Over at the Financial Times, a panel discussed the realities of AI — what it can and cannot do, and what it may mean for the future. AI was defined as “any machine that does things a brain can do.” Intelligent machines under that definition still have many limitations; we are a long way from the kill-bot cyborgs from the Terminator.
Machine intelligence is not likely to replace humans in the near future -- but it will continue to evolve as a valuable tool. Because of developments in neural technology and data collection, as well as increased computing power, we can use a.i. to augment many human activities. And streamline repetitive manufacturing processes. Such machine intelligence will continue to increase capability to perform routine tasks involving language and pattern recognition, as well as assist in medical diagnoses and treatment. Used properly, intelligent machines can improve outcomes for products and services.
"...professional services, law firms have applied language recognition to assess contracts, streamline redaction and sift materials for review in litigation cases, as well as to analyse judgments.
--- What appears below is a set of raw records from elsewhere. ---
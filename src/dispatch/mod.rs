//! Per-container and per-root level dispatchers plus the deferred task queue
//! that coalesces layout passes.

mod container;
mod hierarchy;
mod scheduler;

pub use container::ContainerDispatcher;
pub use hierarchy::{HierarchyDispatcher, hierarchy_rank};
pub use scheduler::{Scheduler, Task};
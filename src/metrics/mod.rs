use crate::logging::{LogEvent, LogFields, LogLevel};
use serde_json::json;
use std::time::Duration;

/// Counters accumulated by the engine across dispatch passes and navigation.
#[derive(Debug, Default, Clone)]
pub struct LifecycleMetrics {
    dispatch_passes: u64,
    transitions: u64,
    destroyed: u64,
    navigations: u64,
    restore_misses: u64,
}

impl LifecycleMetrics {
    pub fn new() -> Self {
        Self::default()
    }

    pub fn record_dispatch(&mut self) {
        self.dispatch_passes = self.dispatch_passes.saturating_add(1);
    }

    pub fn record_transition(&mut self) {
        self.transitions = self.transitions.saturating_add(1);
    }

    pub fn record_destroyed(&mut self) {
        self.destroyed = self.destroyed.saturating_add(1);
    }

    pub fn record_navigation(&mut self) {
        self.navigations = self.navigations.saturating_add(1);
    }

    pub fn record_restore_miss(&mut self) {
        self.restore_misses = self.restore_misses.saturating_add(1);
    }

    pub fn snapshot(&self, uptime: Duration) -> MetricSnapshot {
        MetricSnapshot {
            uptime_ms: uptime.as_millis() as u64,
            dispatch_passes: self.dispatch_passes,
            transitions: self.transitions,
            destroyed: self.destroyed,
            navigations: self.navigations,
            restore_misses: self.restore_misses,
        }
    }
}

#[derive(Debug, Clone, PartialEq, Eq)]
pub struct MetricSnapshot {
    pub uptime_ms: u64,
    pub dispatch_passes: u64,
    pub transitions: u64,
    pub destroyed: u64,
    pub navigations: u64,
    pub restore_misses: u64,
}

impl MetricSnapshot {
    pub fn to_log_event(&self, target: &str) -> LogEvent {
        LogEvent::with_fields(LogLevel::Info, target, "lifecycle_metrics", self.as_fields())
    }

    pub fn as_fields(&self) -> LogFields {
        let mut map = LogFields::new();
        map.insert("uptime_ms".to_string(), json!(self.uptime_ms));
        map.insert("dispatch_passes".to_string(), json!(self.dispatch_passes));
        map.insert("transitions".to_string(), json!(self.transitions));
        map.insert("destroyed".to_string(), json!(self.destroyed));
        map.insert("navigations".to_string(), json!(self.navigations));
        map.insert("restore_misses".to_string(), json!(self.restore_misses));
        map
    }
}
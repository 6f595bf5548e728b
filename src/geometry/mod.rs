//! Window-space geometry used by the occlusion level builder.

mod rect;
mod region;

pub use rect::Rect;
pub use region::Region;
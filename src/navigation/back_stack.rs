use serde::{Deserialize, Serialize};
use serde_json::Value;

use crate::persistence::{Bundle, CompanionKey};

/// Everything needed to rebuild one node instance.
#[derive(Debug, Clone, PartialEq, Serialize, Deserialize)]
pub struct NodeRecord {
    pub type_name: String,
    pub key: String,
    #[serde(default, skip_serializing_if = "Option::is_none")]
    pub args: Option<Value>,
    #[serde(default)]
    pub state: Bundle,
}

impl NodeRecord {
    pub fn companion_key(&self) -> CompanionKey {
        CompanionKey::new(self.type_name.clone(), self.key.clone())
    }
}

/// A navigated-away-from node.
///
/// Reusable entries are rebuilt through the factory when revealed; the rest
/// refer to a node that stayed live underneath the top.
#[derive(Debug, Clone, PartialEq, Serialize, Deserialize)]
pub struct BackStackEntry {
    #[serde(flatten)]
    pub record: NodeRecord,
    pub reusable: bool,
}

impl BackStackEntry {
    pub fn type_name(&self) -> &str {
        &self.record.type_name
    }

    pub fn key(&self) -> &str {
        &self.record.key
    }
}

/// Tail-only stack of entries, serialized as a plain list.
#[derive(Debug, Clone, Default, PartialEq, Serialize, Deserialize)]
#[serde(transparent)]
pub struct BackStack {
    entries: Vec<BackStackEntry>,
}

impl BackStack {
    pub fn new() -> Self {
        Self::default()
    }

    pub fn push(&mut self, entry: BackStackEntry) {
        self.entries.push(entry);
    }

    pub fn pop(&mut self) -> Option<BackStackEntry> {
        self.entries.pop()
    }

    pub fn last(&self) -> Option<&BackStackEntry> {
        self.entries.last()
    }

    pub fn len(&self) -> usize {
        self.entries.len()
    }

    pub fn is_empty(&self) -> bool {
        self.entries.is_empty()
    }

    pub fn entries(&self) -> &[BackStackEntry] {
        &self.entries
    }

    /// Index of the topmost entry with the given type name.
    pub fn position_of(&self, marker: &str) -> Option<usize> {
        self.entries
            .iter()
            .rposition(|entry| entry.type_name() == marker)
    }

    /// Remove every entry above `index`, returning them top first.
    pub fn truncate_above(&mut self, index: usize) -> Vec<BackStackEntry> {
        let mut popped = Vec::new();
        while self.entries.len() > index + 1 {
            if let Some(entry) = self.entries.pop() {
                popped.push(entry);
            }
        }
        popped
    }

    /// Remove everything, top first.
    pub fn drain(&mut self) -> Vec<BackStackEntry> {
        let mut popped = std::mem::take(&mut self.entries);
        popped.reverse();
        popped
    }
}

/// Persisted form of one navigation container: the live children bottom to
/// top, plus the back stack.
#[derive(Debug, Clone, Default, PartialEq, Serialize, Deserialize)]
pub struct NavigatorState {
    #[serde(default)]
    pub live: Vec<NodeRecord>,
    #[serde(default)]
    pub back_stack: BackStack,
}
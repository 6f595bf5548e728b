use std::cmp::Ordering;

use crate::levels::{LevelEntry, LevelOp, LevelSnapshot, assign_levels, diff_levels};
use crate::scene::{Geometry, NodeId, priority_order};

/// Ranks the dispatching containers under one root against each other.
///
/// Membership is reference counted by container: the hierarchy becomes
/// active with its first member and goes idle when the last one leaves.
#[derive(Debug, Clone)]
pub struct HierarchyDispatcher {
    root: NodeId,
    members: Vec<NodeId>,
    snapshot: LevelSnapshot,
}

impl HierarchyDispatcher {
    pub fn new(root: NodeId) -> Self {
        Self {
            root,
            members: Vec::new(),
            snapshot: LevelSnapshot::new(),
        }
    }

    pub fn root(&self) -> NodeId {
        self.root
    }

    pub fn members(&self) -> &[NodeId] {
        &self.members
    }

    pub fn is_active(&self) -> bool {
        !self.members.is_empty()
    }

    pub fn snapshot(&self) -> &LevelSnapshot {
        &self.snapshot
    }

    /// Returns true when this join activated the hierarchy.
    pub fn join(&mut self, container: NodeId) -> bool {
        if self.members.contains(&container) {
            return false;
        }
        self.members.push(container);
        self.members.len() == 1
    }

    /// Returns true when this leave deactivated the hierarchy.
    pub fn leave(&mut self, container: NodeId) -> bool {
        let before = self.members.len();
        self.members.retain(|member| *member != container);
        let left = before != self.members.len();
        if left && self.members.is_empty() {
            self.snapshot = LevelSnapshot::new();
            return true;
        }
        false
    }

    /// Members in descending priority: displayed first, then non-empty,
    /// then by rank.
    pub fn ordered_members<G: Geometry + ?Sized>(&self, geometry: &G) -> Vec<NodeId> {
        let mut keyed: Vec<(bool, bool, f64, NodeId)> = self
            .members
            .iter()
            .map(|member| {
                (
                    geometry.is_displayed(*member),
                    !geometry.children_of(*member).is_empty(),
                    hierarchy_rank(geometry, self.root, *member),
                    *member,
                )
            })
            .collect();
        keyed.sort_by(|a, b| {
            b.0.cmp(&a.0)
                .then(b.1.cmp(&a.1))
                .then(b.2.partial_cmp(&a.2).unwrap_or(Ordering::Equal))
        });
        keyed.into_iter().map(|(_, _, _, member)| member).collect()
    }

    /// Rebuild member levels. Containers on the same ancestor chain never
    /// hide each other.
    pub fn recompute<G: Geometry + ?Sized>(&mut self, geometry: &G) -> Vec<LevelOp> {
        let ordered: Vec<_> = self
            .ordered_members(geometry)
            .into_iter()
            .filter_map(|member| geometry.rect_in_window(member).map(|rect| (member, rect)))
            .collect();

        let entries = ordered
            .iter()
            .enumerate()
            .map(|(index, (member, rect))| {
                let mut rects: Vec<_> = ordered[..index]
                    .iter()
                    .filter(|(other, _)| {
                        !is_nested_in(geometry, *other, *member)
                            && !is_nested_in(geometry, *member, *other)
                    })
                    .map(|(_, rect)| *rect)
                    .collect();
                rects.push(*rect);
                LevelEntry {
                    node: *member,
                    level: assign_levels(&rects).last().copied().unwrap_or(0),
                    visible: geometry.is_displayed(*member),
                }
            })
            .collect();
        let next = LevelSnapshot::from_entries(entries);
        let ops = diff_levels(&self.snapshot, &next);
        self.snapshot = next;
        ops
    }
}

fn is_nested_in<G: Geometry + ?Sized>(geometry: &G, node: NodeId, ancestor: NodeId) -> bool {
    let mut current = geometry.parent_of(node);
    while let Some(parent) = current {
        if parent == ancestor {
            return true;
        }
        current = geometry.parent_of(parent);
    }
    false
}

/// Position of `container` in the root's drawing order, as a fraction in
/// `[0, 1)`. Each step down from the root splits the remaining rank space
/// between the siblings at that depth.
pub fn hierarchy_rank<G: Geometry + ?Sized>(geometry: &G, root: NodeId, container: NodeId) -> f64 {
    let mut path = vec![container];
    let mut current = container;
    while current != root {
        match geometry.parent_of(current) {
            Some(parent) => {
                path.push(parent);
                current = parent;
            }
            None => return 0.0,
        }
    }
    path.reverse();

    let mut rank = 0.0;
    let mut space = 1.0;
    for step in path.windows(2) {
        let (parent, child) = (step[0], step[1]);
        let mut drawing = priority_order(geometry, parent);
        drawing.reverse();
        let Some(ordinal) = drawing.iter().position(|node| *node == child) else {
            return rank;
        };
        space /= drawing.len() as f64;
        rank += ordinal as f64 * space;
    }
    rank
}
use serde::de::DeserializeOwned;
use serde::{Deserialize, Serialize};
use serde_json::{Map, Value};

use crate::error::Result;

/// Typed key/value bundle backed by a JSON object.
///
/// Keys are kept sorted, so two bundles with the same content serialize to
/// the same bytes and share a [`fingerprint`](Bundle::fingerprint).
#[derive(Debug, Clone, Default, PartialEq, Serialize, Deserialize)]
#[serde(transparent)]
pub struct Bundle {
    values: Map<String, Value>,
}

impl Bundle {
    pub fn new() -> Self {
        Self::default()
    }

    pub fn put<T: Serialize + ?Sized>(&mut self, key: impl Into<String>, value: &T) -> Result<()> {
        self.values.insert(key.into(), serde_json::to_value(value)?);
        Ok(())
    }

    /// Read a typed value. A missing key is `Ok(None)`, not an error.
    pub fn get<T: DeserializeOwned>(&self, key: &str) -> Result<Option<T>> {
        match self.values.get(key) {
            Some(value) => Ok(Some(T::deserialize(value)?)),
            None => Ok(None),
        }
    }

    pub fn put_bundle(&mut self, key: impl Into<String>, bundle: Bundle) {
        self.values.insert(key.into(), Value::Object(bundle.values));
    }

    pub fn get_bundle(&self, key: &str) -> Option<Bundle> {
        match self.values.get(key) {
            Some(Value::Object(values)) => Some(Bundle {
                values: values.clone(),
            }),
            _ => None,
        }
    }

    pub fn put_value(&mut self, key: impl Into<String>, value: Value) {
        self.values.insert(key.into(), value);
    }

    pub fn value(&self, key: &str) -> Option<&Value> {
        self.values.get(key)
    }

    pub fn remove(&mut self, key: &str) -> Option<Value> {
        self.values.remove(key)
    }

    pub fn contains(&self, key: &str) -> bool {
        self.values.contains_key(key)
    }

    pub fn keys(&self) -> impl Iterator<Item = &str> {
        self.values.keys().map(String::as_str)
    }

    pub fn len(&self) -> usize {
        self.values.len()
    }

    pub fn is_empty(&self) -> bool {
        self.values.is_empty()
    }

    pub fn to_json(&self) -> Result<String> {
        Ok(serde_json::to_string(self)?)
    }

    pub fn from_json(raw: &str) -> Result<Self> {
        Ok(serde_json::from_str(raw)?)
    }

    pub fn fingerprint(&self) -> blake3::Hash {
        let bytes = serde_json::to_vec(&self.values).unwrap_or_default();
        blake3::hash(&bytes)
    }
}
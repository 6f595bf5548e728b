use super::Rect;

/// Union of rectangles with exact containment queries.
///
/// The region stores the rects it was built from; coverage tests clip the
/// candidate against each stored rect until nothing remains, so overlapping
/// inputs are fine.
#[derive(Debug, Clone, Default, PartialEq, Eq)]
pub struct Region {
    rects: Vec<Rect>,
}

impl Region {
    pub fn new() -> Self {
        Self::default()
    }

    pub fn union_rect(&mut self, rect: Rect) {
        if rect.is_empty() || self.contains_rect(&rect) {
            return;
        }
        self.rects.retain(|existing| !rect.contains(existing));
        self.rects.push(rect);
    }

    /// True when unioning `rect` into this region would not change it.
    pub fn contains_rect(&self, rect: &Rect) -> bool {
        if rect.is_empty() {
            return true;
        }
        let mut remaining = vec![*rect];
        for cover in &self.rects {
            let mut next = Vec::with_capacity(remaining.len());
            for piece in &remaining {
                next.extend(piece.subtract(cover));
            }
            if next.is_empty() {
                return true;
            }
            remaining = next;
        }
        false
    }
}
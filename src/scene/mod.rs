//! Node arena and the geometry/tree adapter consumed by the dispatchers.
//!
//! Nodes live in a slot map; a [`NodeId`] stays valid until the node is
//! destroyed, at which point its slot is freed and stale ids simply stop
//! resolving. Structural and layout changes are queued as [`TreeEvent`]s and
//! drained by the engine on the dispatch thread.

mod core;
mod geometry;

pub use core::{NodeId, NodeSpec, NodeState, Scene, TreeEvent};
pub use geometry::{Geometry, priority_order};
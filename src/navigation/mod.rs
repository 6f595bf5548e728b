//! Back-stack navigation for one container: the stack model, the factory
//! used to rebuild nodes from entries, and the container-scoped navigator.

mod back_stack;
mod factory;
mod navigator;

pub use back_stack::{BackStack, BackStackEntry, NavigatorState, NodeRecord};
pub use factory::{FactoryContext, FactoryRegistry, NodeBuilder, NodeFactory};
pub use navigator::{NavigationOutcome, Navigator, NavigatorHandle};
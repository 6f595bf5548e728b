use super::LifecycleEvent;

/// Hooks invoked as a node moves through its lifecycle.
///
/// Every method defaults to a no-op so implementors only override what they
/// care about. Observers run on the dispatch thread in the middle of a
/// transition and must not call back into the engine.
pub trait LifecycleObserver {
    fn on_create(&mut self) {}

    fn on_start(&mut self) {}

    fn on_resume(&mut self) {}

    fn on_pause(&mut self) {}

    fn on_stop(&mut self) {}

    fn on_destroy(&mut self) {}

    fn on_event(&mut self, event: LifecycleEvent) {
        match event {
            LifecycleEvent::OnCreate => self.on_create(),
            LifecycleEvent::OnStart => self.on_start(),
            LifecycleEvent::OnResume => self.on_resume(),
            LifecycleEvent::OnPause => self.on_pause(),
            LifecycleEvent::OnStop => self.on_stop(),
            LifecycleEvent::OnDestroy => self.on_destroy(),
        }
    }
}
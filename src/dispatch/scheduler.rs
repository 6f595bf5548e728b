use std::time::Duration;

use crate::scene::NodeId;

/// Deferred work owned by the engine.
#[derive(Debug, Clone, Copy, PartialEq, Eq, Hash)]
pub enum Task {
    /// Coalesced layout pass for a dispatching container.
    Recompute(NodeId),
    /// Destroy a node that never reached a live surface.
    DestroyOrphan(NodeId),
}

#[derive(Debug, Clone, Copy)]
struct Pending {
    due: Duration,
    seq: u64,
    task: Task,
}

/// Single-threaded queue of deferred tasks driven by virtual time.
///
/// Scheduling a task that is already pending moves its deadline, which is
/// what turns repeated layout notifications into one recomputation.
#[derive(Debug, Default)]
pub struct Scheduler {
    now: Duration,
    seq: u64,
    pending: Vec<Pending>,
}

impl Scheduler {
    pub fn new() -> Self {
        Self::default()
    }

    pub fn now(&self) -> Duration {
        self.now
    }

    pub fn schedule(&mut self, task: Task, delay: Duration) {
        self.cancel(task);
        self.seq += 1;
        self.pending.push(Pending {
            due: self.now + delay,
            seq: self.seq,
            task,
        });
    }

    pub fn cancel(&mut self, task: Task) -> bool {
        let before = self.pending.len();
        self.pending.retain(|pending| pending.task != task);
        before != self.pending.len()
    }

    pub fn cancel_for(&mut self, node: NodeId) {
        self.pending.retain(|pending| match pending.task {
            Task::Recompute(id) | Task::DestroyOrphan(id) => id != node,
        });
    }

    pub fn is_pending(&self, task: Task) -> bool {
        self.pending.iter().any(|pending| pending.task == task)
    }

    pub fn len(&self) -> usize {
        self.pending.len()
    }

    pub fn is_empty(&self) -> bool {
        self.pending.is_empty()
    }

    /// Advance the clock and hand back every task that came due, earliest
    /// first.
    pub fn advance(&mut self, elapsed: Duration) -> Vec<Task> {
        self.now += elapsed;
        let now = self.now;
        let mut due: Vec<Pending> = Vec::new();
        self.pending.retain(|pending| {
            if pending.due <= now {
                due.push(*pending);
                false
            } else {
                true
            }
        });
        due.sort_by_key(|pending| (pending.due, pending.seq));
        due.into_iter().map(|pending| pending.task).collect()
    }
}
use std::sync::{Arc, Mutex};
use std::time::Duration;

use serde_json::{Value, json};
use slotmap::SecondaryMap;

use crate::dispatch::{ContainerDispatcher, HierarchyDispatcher, Scheduler};
use crate::error::{LifecycleError, Result};
use crate::geometry::Rect;
use crate::lifecycle::{LifecycleObserver, LifecycleState, Transition};
use crate::logging::{self, ENGINE_TARGET, LogLevel, Logger, json_kv};
use crate::metrics::{LifecycleMetrics, MetricSnapshot};
use crate::navigation::{BackStack, FactoryContext, FactoryRegistry, NodeFactory};
use crate::persistence::{Bundle, CompanionKey, CompanionRecord, CompanionStore, RetainedScope};
use crate::scene::{NodeId, NodeSpec, NodeState, Scene};

mod audit;
mod dispatching;
mod host;
mod navigate;
mod saved;

#[cfg(test)]
mod tests;

pub use audit::{
    LifecycleAudit, LifecycleAuditEvent, LifecycleAuditEventBuilder, LifecycleAuditStage,
    NullLifecycleAudit, RecordingAudit,
};
pub use host::{HostLifecycle, SharedHost};
pub use saved::SavedState;

/// Configuration knobs for the engine.
#[derive(Clone)]
pub struct EngineConfig {
    /// Window in which layout notifications are coalesced into one pass.
    pub debounce: Duration,
    /// Delay before a node that never reached a surface is destroyed.
    pub orphan_grace: Duration,
    /// Optional structured logger.
    pub logger: Option<Logger>,
    /// Metrics accumulator used for periodic snapshots.
    pub metrics: Option<Arc<Mutex<LifecycleMetrics>>>,
    /// Interval between metrics snapshot emissions. Zero disables snapshots.
    pub metrics_interval: Duration,
    /// Target field used when emitting metrics snapshots.
    pub metrics_target: String,
    pub audit: Arc<dyn LifecycleAudit>,
}

impl Default for EngineConfig {
    fn default() -> Self {
        Self {
            debounce: Self::debounce_for_display(60, Duration::from_millis(10)),
            orphan_grace: Duration::from_millis(100),
            logger: None,
            metrics: None,
            metrics_interval: Duration::from_secs(5),
            metrics_target: "viewlife::metrics".to_string(),
            audit: Arc::new(NullLifecycleAudit),
        }
    }
}

impl EngineConfig {
    /// Defaults with the debounce window derived from the host display.
    pub fn for_display(refresh_hz: u32, frame_delay: Duration) -> Self {
        Self {
            debounce: Self::debounce_for_display(refresh_hz, frame_delay),
            ..Self::default()
        }
    }

    /// Two frames of the slower of the refresh interval and the frame delay.
    pub fn debounce_for_display(refresh_hz: u32, frame_delay: Duration) -> Duration {
        let refresh = Duration::from_millis(1000 / u64::from(refresh_hz.max(1)));
        refresh.max(frame_delay) * 2
    }

    pub fn with_logger(mut self, logger: Logger) -> Self {
        self.logger = Some(logger);
        self
    }

    pub fn with_audit(mut self, audit: Arc<dyn LifecycleAudit>) -> Self {
        self.audit = audit;
        self
    }

    /// Enable metrics collection if it has not already been configured.
    pub fn enable_metrics(&mut self) {
        if self.metrics.is_none() {
            self.metrics = Some(Arc::new(Mutex::new(LifecycleMetrics::new())));
        }
    }

    pub fn disable_metrics(&mut self) {
        self.metrics = None;
    }

    pub fn metrics_handle(&self) -> Option<Arc<Mutex<LifecycleMetrics>>> {
        self.metrics.as_ref().map(Arc::clone)
    }
}

struct RootBinding {
    host: Arc<dyn HostLifecycle>,
}

/// Owns the node tree and every dispatcher, navigator and companion record
/// attached to it. All mutation happens through `&mut self`, which gives the
/// single dispatch queue the model relies on.
pub struct Engine {
    config: EngineConfig,
    scene: Scene,
    factory: Arc<dyn NodeFactory>,
    roots: SecondaryMap<NodeId, RootBinding>,
    dispatchers: SecondaryMap<NodeId, ContainerDispatcher>,
    hierarchies: SecondaryMap<NodeId, HierarchyDispatcher>,
    navigators: SecondaryMap<NodeId, BackStack>,
    companions: CompanionStore,
    scheduler: Scheduler,
    transitions: Vec<Transition>,
    generated_keys: u64,
    last_saved: Option<blake3::Hash>,
    last_metrics_emit: Option<Duration>,
}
The London firm Clifford Chance notes, however, that the facilitation of processes does not yet “transform the legal approach”.
Prof Susskind says: “I am in no doubt that much of the work of today’s lawyers will be taken on by tomorrow’s machines.” This could have major implications for how lawyers are trained and recruited.
It should be obvious that organizations should be thinking creatively about how to incorporate a.i. into their strategies.